## PROBLEM DESCRIPTION
Write out exactly the lines of the entries below from the one holding "pub mod csv;" to the one holding "pub struct Amount(i64);", inclusive, and leave out all other lines.

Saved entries
┄┄┄┄┄┄
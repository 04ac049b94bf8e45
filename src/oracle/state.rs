use crate::model::Snapshot;
use crate::{Amount, ClientId};

/// Derived balances of the simulated account.
///
/// Every transition consumes the current value and returns the next one,
/// keeping `total == available + held`.
#[derive(Debug, Clone, Copy, Default, PartialEq, Eq)]
pub struct Balances {
    pub available: Amount,
    pub held: Amount,
    pub total: Amount,
    pub locked: bool,
}

impl Balances {
    /// Deposit.
    pub fn credit(mut self, amount: Amount) -> Self {
        self.available += amount;
        self.total += amount;
        self
    }

    /// Withdrawal. May go negative, nothing here enforces funds.
    pub fn debit(mut self, amount: Amount) -> Self {
        self.available -= amount;
        self.total -= amount;
        self
    }

    /// Dispute: available -> held.
    pub fn hold(mut self, amount: Amount) -> Self {
        self.available -= amount;
        self.held += amount;
        self
    }

    /// Resolve: held -> available.
    pub fn release(mut self, amount: Amount) -> Self {
        self.held -= amount;
        self.available += amount;
        self
    }

    /// Chargeback: held funds leave the account, which gets locked.
    pub fn remove_held(mut self, amount: Amount) -> Self {
        self.held -= amount;
        self.total -= amount;
        self.locked = true;
        self
    }

    pub fn is_consistent(&self) -> bool {
        self.available + self.held == self.total
    }

    pub fn snapshot(&self, client: ClientId) -> Snapshot {
        Snapshot {
            client,
            available: self.available,
            held: self.held,
            total: self.total,
            locked: self.locked,
        }
    }
}
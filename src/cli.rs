use std::path::PathBuf;

use clap::{Args, Parser, Subcommand};
use ledger_fixtures::Config;
use ledger_fixtures::config::ConfigError;
use ledger_fixtures::oracle::Selection;

#[derive(Parser)]
#[command(
    name = "ledger-fixtures",
    about = "Generate transaction logs and expected balances for ledger engines",
    version
)]
pub struct Cli {
    #[command(subcommand)]
    pub command: Command,
}

#[derive(Subcommand)]
pub enum Command {
    /// Five uncorrelated batches of deposits, withdrawals, disputes, chargebacks and resolves
    Bulk(BulkArgs),
    /// One client's full lifecycle plus the balances a correct engine must end with
    Oracle(OracleArgs),
    /// Replay a lifecycle log strictly and compare it with an expected snapshot
    Check(CheckArgs),
}

/// Flags shared by the generating commands.
#[derive(Args)]
pub struct CommonArgs {
    /// Transaction log to write
    #[arg(short, long)]
    pub output: PathBuf,

    /// TOML file with generator settings
    #[arg(short, long)]
    pub config: Option<PathBuf>,

    /// Seed for reproducible output
    #[arg(long)]
    pub seed: Option<u64>,

    /// Replace existing files instead of refusing to run
    #[arg(long)]
    pub overwrite: bool,
}

impl CommonArgs {
    /// Settings from the config file (or defaults), with flags applied on top.
    pub fn load(&self) -> Result<Config, ConfigError> {
        let mut config = match &self.config {
            Some(path) => Config::load(path)?,
            None => Config::default(),
        };
        if self.seed.is_some() {
            config.seed = self.seed;
        }
        if self.overwrite {
            config.output.overwrite = true;
        }
        Ok(config)
    }
}

#[derive(Args)]
pub struct BulkArgs {
    #[command(flatten)]
    pub common: CommonArgs,

    /// Rows per batch
    #[arg(long)]
    pub batch_size: Option<u64>,
}

#[derive(Args)]
pub struct OracleArgs {
    #[command(flatten)]
    pub common: CommonArgs,

    /// Snapshot file [default: <output>.expected]
    #[arg(short, long)]
    pub expected: Option<PathBuf>,

    #[arg(long)]
    pub deposits: Option<u32>,

    #[arg(long)]
    pub withdrawals: Option<u32>,

    #[arg(long)]
    pub disputes: Option<u32>,

    #[arg(long)]
    pub resolves: Option<u32>,

    #[arg(long)]
    pub chargebacks: Option<u32>,

    /// Which eligible deposit each dispute, resolve and chargeback picks
    #[arg(long, value_enum)]
    pub selection: Option<Selection>,
}

#[derive(Args)]
pub struct CheckArgs {
    /// Transaction log to replay
    pub log: PathBuf,

    /// Snapshot file the replay must match
    #[arg(short, long)]
    pub expected: Option<PathBuf>,
}
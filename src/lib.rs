pub mod amount;
pub mod audit;
pub mod bulk;
pub mod config;
pub mod csv;
pub mod model;
pub mod oracle;
pub mod pipeline;
pub mod rng;

pub use amount::Amount;
pub use config::Config;
pub use model::{ClientId, Snapshot, Transaction, TxId, TxKind};
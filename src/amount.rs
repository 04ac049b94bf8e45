use std::fmt;
use std::str::FromStr;

use serde::{Deserialize, Deserializer, Serialize, Serializer};
use thiserror::Error;

/// Fixed-point decimal with 4 decimal places, stored as a scaled integer.
#[derive(Debug, Clone, Copy, PartialEq, Eq, PartialOrd, Ord, Hash, Default)]
pub struct Amount(i64);

#[derive(Debug, Error, PartialEq, Eq)]
pub enum AmountError {
    #[error("invalid amount '{0}'")]
    Parse(String),
    #[error("amount '{0}' has more than 4 decimal places")]
    Precision(String),
}

impl Amount {
    pub const SCALE: i64 = 10_000;
    pub const ZERO: Amount = Amount(0);

    pub fn from_float(value: f64) -> Self {
        Amount((value * Self::SCALE as f64).round() as i64)
    }

    pub const fn from_scaled(value: i64) -> Self {
        Amount(value)
    }

    /// Raw value in ten-thousandths.
    pub const fn scaled(self) -> i64 {
        self.0
    }

    pub fn is_positive(self) -> bool {
        self.0 > 0
    }
}

impl fmt::Display for Amount {
    fn fmt(&self, f: &mut fmt::Formatter<'_>) -> fmt::Result {
        let sign = if self.0 < 0 { "-" } else { "" };
        let abs = self.0.unsigned_abs();
        let scale = Self::SCALE as u64;
        let whole = abs / scale;
        let frac = abs % scale;
        write!(f, "{sign}{whole}.{frac:04}")
    }
}

impl FromStr for Amount {
    type Err = AmountError;

    fn from_str(s: &str) -> Result<Self, Self::Err> {
        let s = s.trim();
        let (negative, digits) = match s.strip_prefix('-') {
            Some(rest) => (true, rest),
            None => (false, s),
        };
        let (whole, frac) = digits.split_once('.').unwrap_or((digits, ""));

        let is_digits = |part: &str| part.bytes().all(|b| b.is_ascii_digit());
        if (whole.is_empty() && frac.is_empty()) || !is_digits(whole) || !is_digits(frac) {
            return Err(AmountError::Parse(s.to_string()));
        }
        if frac.len() > 4 {
            return Err(AmountError::Precision(s.to_string()));
        }

        let whole: i64 = if whole.is_empty() {
            0
        } else {
            whole
                .parse()
                .map_err(|_| AmountError::Parse(s.to_string()))?
        };
        let frac: i64 = if frac.is_empty() {
            0
        } else {
            // right-pad to 4 digits: "5" -> 5000
            format!("{frac:0<4}")
                .parse()
                .map_err(|_| AmountError::Parse(s.to_string()))?
        };

        let value = whole
            .checked_mul(Self::SCALE)
            .and_then(|w| w.checked_add(frac))
            .ok_or_else(|| AmountError::Parse(s.to_string()))?;
        Ok(Amount(if negative { -value } else { value }))
    }
}

impl Serialize for Amount {
    fn serialize<S: Serializer>(&self, serializer: S) -> Result<S::Ok, S::Error> {
        serializer.collect_str(self)
    }
}

impl<'de> Deserialize<'de> for Amount {
    fn deserialize<D: Deserializer<'de>>(deserializer: D) -> Result<Self, D::Error> {
        let raw = String::deserialize(deserializer)?;
        raw.parse().map_err(serde::de::Error::custom)
    }
}

impl std::ops::Add for Amount {
    type Output = Self;

    fn add(self, rhs: Self) -> Self::Output {
        Amount(self.0 + rhs.0)
    }
}

impl std::ops::Sub for Amount {
    type Output = Self;

    fn sub(self, rhs: Self) -> Self::Output {
        Amount(self.0 - rhs.0)
    }
}

impl std::ops::AddAssign for Amount {
    fn add_assign(&mut self, rhs: Self) {
        self.0 += rhs.0;
    }
}

impl std::ops::SubAssign for Amount {
    fn sub_assign(&mut self, rhs: Self) {
        self.0 -= rhs.0;
    }
}

impl std::iter::Sum for Amount {
    fn sum<I: Iterator<Item = Self>>(iter: I) -> Self {
        iter.fold(Amount::ZERO, |acc, a| acc + a)
    }
}
//! Seeded random streams.
//!
//! All randomness of a run flows from a single seed. When none is configured
//! one is drawn from the OS and logged, so any run can be regenerated.

use rand::SeedableRng;
use rand_pcg::Pcg64Mcg;
use tracing::info;

/// Generator stream used by both workloads.
pub type FixtureRng = Pcg64Mcg;

/// Pick the seed for this run.
pub fn resolve_seed(configured: Option<u64>) -> u64 {
    let seed = configured.unwrap_or_else(rand::random);
    info!(seed, explicit = configured.is_some(), "using seed");
    seed
}

pub fn from_seed(seed: u64) -> FixtureRng {
    Pcg64Mcg::seed_from_u64(seed)
}
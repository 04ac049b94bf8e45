//! Generator configuration.
//!
//! Every knob has a default equal to the reference workload, so an empty
//! TOML file (or none at all) reproduces the standard fixtures.

use std::path::Path;

use serde::{Deserialize, Serialize};
use thiserror::Error;

use crate::oracle::Selection;
use crate::{Amount, ClientId, TxId};

#[derive(Debug, Error)]
pub enum ConfigError {
    #[error("failed to read config {path}: {source}")]
    Read {
        path: String,
        source: std::io::Error,
    },
    #[error("failed to parse config {path}: {source}")]
    Parse {
        path: String,
        source: toml::de::Error,
    },
    #[error("invalid amount range {min}..={max}")]
    InvalidRange { min: f64, max: f64 },
    #[error("bulk batch size {0} does not fit the transaction id space")]
    BatchTooLarge(u64),
}

#[derive(Debug, Clone, Default, PartialEq, Serialize, Deserialize)]
#[serde(default)]
pub struct Config {
    /// Seed for every random draw; a fresh one is picked when absent.
    pub seed: Option<u64>,
    pub output: OutputConfig,
    pub bulk: BulkConfig,
    pub oracle: OracleConfig,
}

impl Config {
    pub fn load(path: impl AsRef<Path>) -> Result<Self, ConfigError> {
        let path = path.as_ref();
        let raw = std::fs::read_to_string(path).map_err(|source| ConfigError::Read {
            path: path.display().to_string(),
            source,
        })?;
        toml::from_str(&raw).map_err(|source| ConfigError::Parse {
            path: path.display().to_string(),
            source,
        })
    }
}

#[derive(Debug, Clone, Default, PartialEq, Serialize, Deserialize)]
#[serde(default)]
pub struct OutputConfig {
    /// Truncate an existing destination instead of refusing to touch it.
    pub overwrite: bool,
}

/// Inclusive range of amounts, in currency units.
#[derive(Debug, Clone, Copy, PartialEq, Serialize, Deserialize)]
pub struct AmountRange {
    pub min: f64,
    pub max: f64,
}

impl AmountRange {
    pub const fn new(min: f64, max: f64) -> Self {
        Self { min, max }
    }

    /// Bounds rounded to 4 decimals. Both must be positive and ordered.
    pub fn bounds(&self) -> Result<(Amount, Amount), ConfigError> {
        let (min, max) = (Amount::from_float(self.min), Amount::from_float(self.max));
        if !min.is_positive() || min > max {
            return Err(ConfigError::InvalidRange {
                min: self.min,
                max: self.max,
            });
        }
        Ok((min, max))
    }
}

#[derive(Debug, Clone, PartialEq, Serialize, Deserialize)]
#[serde(default)]
pub struct BulkConfig {
    /// Rows per batch; five batches are written.
    pub batch_size: u64,
    /// Client ids are drawn from `0..=client_max`.
    pub client_max: ClientId,
    pub amount: AmountRange,
    /// Dispute, chargeback and resolve rows reference ids in `0..=reference_tx_max`.
    pub reference_tx_max: TxId,
}

impl Default for BulkConfig {
    fn default() -> Self {
        Self {
            batch_size: 10_000_000,
            client_max: ClientId::MAX,
            amount: AmountRange::new(0.0001, 100_000.0),
            reference_tx_max: 10_000_000,
        }
    }
}

impl BulkConfig {
    pub fn validate(&self) -> Result<(), ConfigError> {
        self.amount.bounds()?;
        // deposits and withdrawals share one ascending counter
        if self.batch_size.saturating_mul(2) > u64::from(TxId::MAX) + 1 {
            return Err(ConfigError::BatchTooLarge(self.batch_size));
        }
        Ok(())
    }
}

/// Number of rows emitted by each oracle phase.
#[derive(Debug, Clone, Copy, PartialEq, Eq, Serialize, Deserialize)]
#[serde(default)]
pub struct PhaseCounts {
    pub deposit: u32,
    pub withdrawal: u32,
    pub dispute: u32,
    pub resolve: u32,
    pub chargeback: u32,
}

impl Default for PhaseCounts {
    fn default() -> Self {
        Self {
            deposit: 100_000,
            withdrawal: 5_000,
            dispute: 5_000,
            resolve: 2_000,
            chargeback: 2_000,
        }
    }
}

impl PhaseCounts {
    pub fn total(&self) -> u64 {
        [
            self.deposit,
            self.withdrawal,
            self.dispute,
            self.resolve,
            self.chargeback,
        ]
        .into_iter()
        .map(u64::from)
        .sum()
    }
}

#[derive(Debug, Clone, PartialEq, Serialize, Deserialize)]
#[serde(default)]
pub struct OracleConfig {
    pub client: ClientId,
    /// First id handed out; ids count down from here.
    pub first_tx: TxId,
    pub deposit_amount: AmountRange,
    pub withdrawal_amount: AmountRange,
    pub phases: PhaseCounts,
    pub selection: Selection,
}

impl Default for OracleConfig {
    fn default() -> Self {
        Self {
            client: ClientId::MAX,
            first_tx: TxId::MAX,
            deposit_amount: AmountRange::new(0.0001, 1.0),
            withdrawal_amount: AmountRange::new(0.0001, 0.5),
            phases: PhaseCounts::default(),
            selection: Selection::default(),
        }
    }
}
┄┄┄┄┄┄
## RESPONSE TO THE TASK
pub mod csv;
pub mod model;
pub mod oracle;
pub mod pipeline;
pub mod rng;

pub use amount::Amount;
pub use config::Config;
pub use model::{ClientId, Snapshot, Transaction, TxId, TxKind};
filename src/amount.rs
repository 04ac049b94bf8e45
use std::fmt;
use std::str::FromStr;

use serde::{Deserialize, Deserializer, Serialize, Serializer};
use thiserror::Error;

/// Fixed-point decimal with 4 decimal places, stored as a scaled integer.
#[derive(Debug, Clone, Copy, PartialEq, Eq, PartialOrd, Ord, Hash, Default)]
pub struct Amount(i64);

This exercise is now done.